Material supplied:
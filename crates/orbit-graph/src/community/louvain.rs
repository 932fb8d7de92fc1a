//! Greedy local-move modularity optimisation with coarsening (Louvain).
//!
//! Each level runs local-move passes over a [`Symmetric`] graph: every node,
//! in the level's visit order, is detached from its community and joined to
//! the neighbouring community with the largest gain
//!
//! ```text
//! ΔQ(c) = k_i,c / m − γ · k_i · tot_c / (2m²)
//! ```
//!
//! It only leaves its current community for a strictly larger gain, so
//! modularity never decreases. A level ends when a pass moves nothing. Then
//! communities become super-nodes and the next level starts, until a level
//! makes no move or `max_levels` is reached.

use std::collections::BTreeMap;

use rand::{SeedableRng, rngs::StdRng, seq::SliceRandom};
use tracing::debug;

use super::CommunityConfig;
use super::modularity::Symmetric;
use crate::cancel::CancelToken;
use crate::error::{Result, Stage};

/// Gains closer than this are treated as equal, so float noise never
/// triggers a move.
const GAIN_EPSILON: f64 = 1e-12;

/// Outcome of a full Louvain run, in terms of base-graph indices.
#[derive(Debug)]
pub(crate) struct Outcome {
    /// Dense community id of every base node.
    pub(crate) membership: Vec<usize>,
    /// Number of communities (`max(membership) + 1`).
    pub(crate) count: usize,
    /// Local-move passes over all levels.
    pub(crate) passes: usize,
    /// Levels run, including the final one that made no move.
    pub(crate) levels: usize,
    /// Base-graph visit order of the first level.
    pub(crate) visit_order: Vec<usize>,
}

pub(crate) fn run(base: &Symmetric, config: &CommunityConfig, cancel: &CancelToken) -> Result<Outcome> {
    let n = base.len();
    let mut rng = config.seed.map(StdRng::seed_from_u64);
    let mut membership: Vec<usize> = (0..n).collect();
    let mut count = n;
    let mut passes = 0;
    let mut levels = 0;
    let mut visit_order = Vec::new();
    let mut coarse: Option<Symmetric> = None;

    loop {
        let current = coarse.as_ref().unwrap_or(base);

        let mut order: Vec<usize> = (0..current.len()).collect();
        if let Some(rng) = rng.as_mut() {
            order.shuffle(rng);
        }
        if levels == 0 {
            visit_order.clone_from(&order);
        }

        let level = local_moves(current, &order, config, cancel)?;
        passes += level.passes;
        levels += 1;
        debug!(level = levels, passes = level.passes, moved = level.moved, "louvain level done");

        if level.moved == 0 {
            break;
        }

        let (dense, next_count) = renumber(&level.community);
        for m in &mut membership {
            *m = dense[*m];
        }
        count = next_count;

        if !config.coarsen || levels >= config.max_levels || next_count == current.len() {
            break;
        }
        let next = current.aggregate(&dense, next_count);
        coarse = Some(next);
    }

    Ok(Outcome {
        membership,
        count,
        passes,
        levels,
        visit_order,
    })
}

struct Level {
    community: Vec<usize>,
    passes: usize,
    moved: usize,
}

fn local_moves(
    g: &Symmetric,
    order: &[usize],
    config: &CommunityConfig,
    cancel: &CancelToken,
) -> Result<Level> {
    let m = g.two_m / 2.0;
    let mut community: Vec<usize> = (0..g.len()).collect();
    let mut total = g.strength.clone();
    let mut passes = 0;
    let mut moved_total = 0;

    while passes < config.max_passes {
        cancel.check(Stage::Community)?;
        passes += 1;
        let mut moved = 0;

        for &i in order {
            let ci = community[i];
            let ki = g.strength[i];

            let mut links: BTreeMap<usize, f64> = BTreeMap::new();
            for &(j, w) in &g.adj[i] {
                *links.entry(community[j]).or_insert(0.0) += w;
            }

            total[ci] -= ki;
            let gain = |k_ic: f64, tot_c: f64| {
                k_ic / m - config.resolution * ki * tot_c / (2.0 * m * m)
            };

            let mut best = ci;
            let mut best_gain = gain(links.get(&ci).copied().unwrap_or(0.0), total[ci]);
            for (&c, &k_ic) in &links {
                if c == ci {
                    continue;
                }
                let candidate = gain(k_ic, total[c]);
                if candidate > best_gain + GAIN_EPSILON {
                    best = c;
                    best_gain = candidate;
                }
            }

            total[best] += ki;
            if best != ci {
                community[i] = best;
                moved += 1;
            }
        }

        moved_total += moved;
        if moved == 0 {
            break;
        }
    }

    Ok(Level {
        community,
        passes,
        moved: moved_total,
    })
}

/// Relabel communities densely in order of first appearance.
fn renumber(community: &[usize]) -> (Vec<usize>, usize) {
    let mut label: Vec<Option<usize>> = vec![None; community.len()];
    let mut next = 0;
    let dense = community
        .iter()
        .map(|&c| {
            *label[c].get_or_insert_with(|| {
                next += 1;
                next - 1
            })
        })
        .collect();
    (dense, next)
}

* * *

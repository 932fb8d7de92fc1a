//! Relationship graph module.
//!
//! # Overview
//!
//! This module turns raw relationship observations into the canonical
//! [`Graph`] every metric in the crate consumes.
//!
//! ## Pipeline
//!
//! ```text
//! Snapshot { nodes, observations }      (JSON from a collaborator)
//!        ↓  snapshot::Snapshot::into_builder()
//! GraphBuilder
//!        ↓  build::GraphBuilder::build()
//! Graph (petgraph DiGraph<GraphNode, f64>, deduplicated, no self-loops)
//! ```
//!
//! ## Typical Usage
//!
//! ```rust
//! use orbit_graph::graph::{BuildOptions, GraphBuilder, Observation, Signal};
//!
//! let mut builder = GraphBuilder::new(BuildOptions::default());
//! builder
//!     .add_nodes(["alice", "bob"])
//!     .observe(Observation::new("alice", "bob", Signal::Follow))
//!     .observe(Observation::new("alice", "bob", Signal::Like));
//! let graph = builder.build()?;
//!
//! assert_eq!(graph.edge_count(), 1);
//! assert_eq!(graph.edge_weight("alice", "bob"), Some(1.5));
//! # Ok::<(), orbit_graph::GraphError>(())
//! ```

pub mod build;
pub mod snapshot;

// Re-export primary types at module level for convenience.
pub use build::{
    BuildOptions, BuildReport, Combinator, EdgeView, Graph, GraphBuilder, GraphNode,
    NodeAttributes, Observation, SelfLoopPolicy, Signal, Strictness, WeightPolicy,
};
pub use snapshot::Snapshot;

---

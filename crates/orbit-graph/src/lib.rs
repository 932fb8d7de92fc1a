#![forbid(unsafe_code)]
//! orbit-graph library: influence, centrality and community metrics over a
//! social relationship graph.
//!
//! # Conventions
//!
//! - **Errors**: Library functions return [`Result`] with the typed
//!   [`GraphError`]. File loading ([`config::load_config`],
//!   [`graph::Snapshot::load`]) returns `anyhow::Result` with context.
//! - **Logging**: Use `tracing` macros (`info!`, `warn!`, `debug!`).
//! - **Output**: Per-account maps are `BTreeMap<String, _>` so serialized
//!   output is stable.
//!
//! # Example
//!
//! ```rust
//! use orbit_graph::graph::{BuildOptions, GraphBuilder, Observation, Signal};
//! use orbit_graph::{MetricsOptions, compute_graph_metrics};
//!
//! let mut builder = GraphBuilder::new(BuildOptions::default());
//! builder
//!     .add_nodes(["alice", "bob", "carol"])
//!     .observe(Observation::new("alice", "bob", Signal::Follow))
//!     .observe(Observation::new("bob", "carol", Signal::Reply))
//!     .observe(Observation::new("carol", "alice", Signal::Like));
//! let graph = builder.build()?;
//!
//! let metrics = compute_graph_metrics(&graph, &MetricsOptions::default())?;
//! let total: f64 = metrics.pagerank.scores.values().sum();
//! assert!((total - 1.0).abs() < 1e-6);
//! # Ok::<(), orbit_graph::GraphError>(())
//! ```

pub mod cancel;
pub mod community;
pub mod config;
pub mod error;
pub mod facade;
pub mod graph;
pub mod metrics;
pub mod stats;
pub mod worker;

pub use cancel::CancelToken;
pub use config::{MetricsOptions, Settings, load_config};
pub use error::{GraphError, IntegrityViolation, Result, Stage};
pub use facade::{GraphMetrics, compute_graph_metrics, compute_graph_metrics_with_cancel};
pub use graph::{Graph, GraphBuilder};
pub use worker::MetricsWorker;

Assignment: Out of the entries above, write out only the lines between the line holding "pub mod community;" and the line holding "pub use worker::MetricsWorker;", inclusive, each exactly as given.

Expected output:
pub mod community;
pub mod config;
pub mod error;
pub mod facade;
pub mod graph;
pub mod metrics;
pub mod stats;
pub mod worker;

pub use cancel::CancelToken;
pub use config::{MetricsOptions, Settings, load_config};
pub use error::{GraphError, IntegrityViolation, Result, Stage};
pub use facade::{GraphMetrics, compute_graph_metrics, compute_graph_metrics_with_cancel};
pub use graph::{Graph, GraphBuilder};
pub use worker::MetricsWorker;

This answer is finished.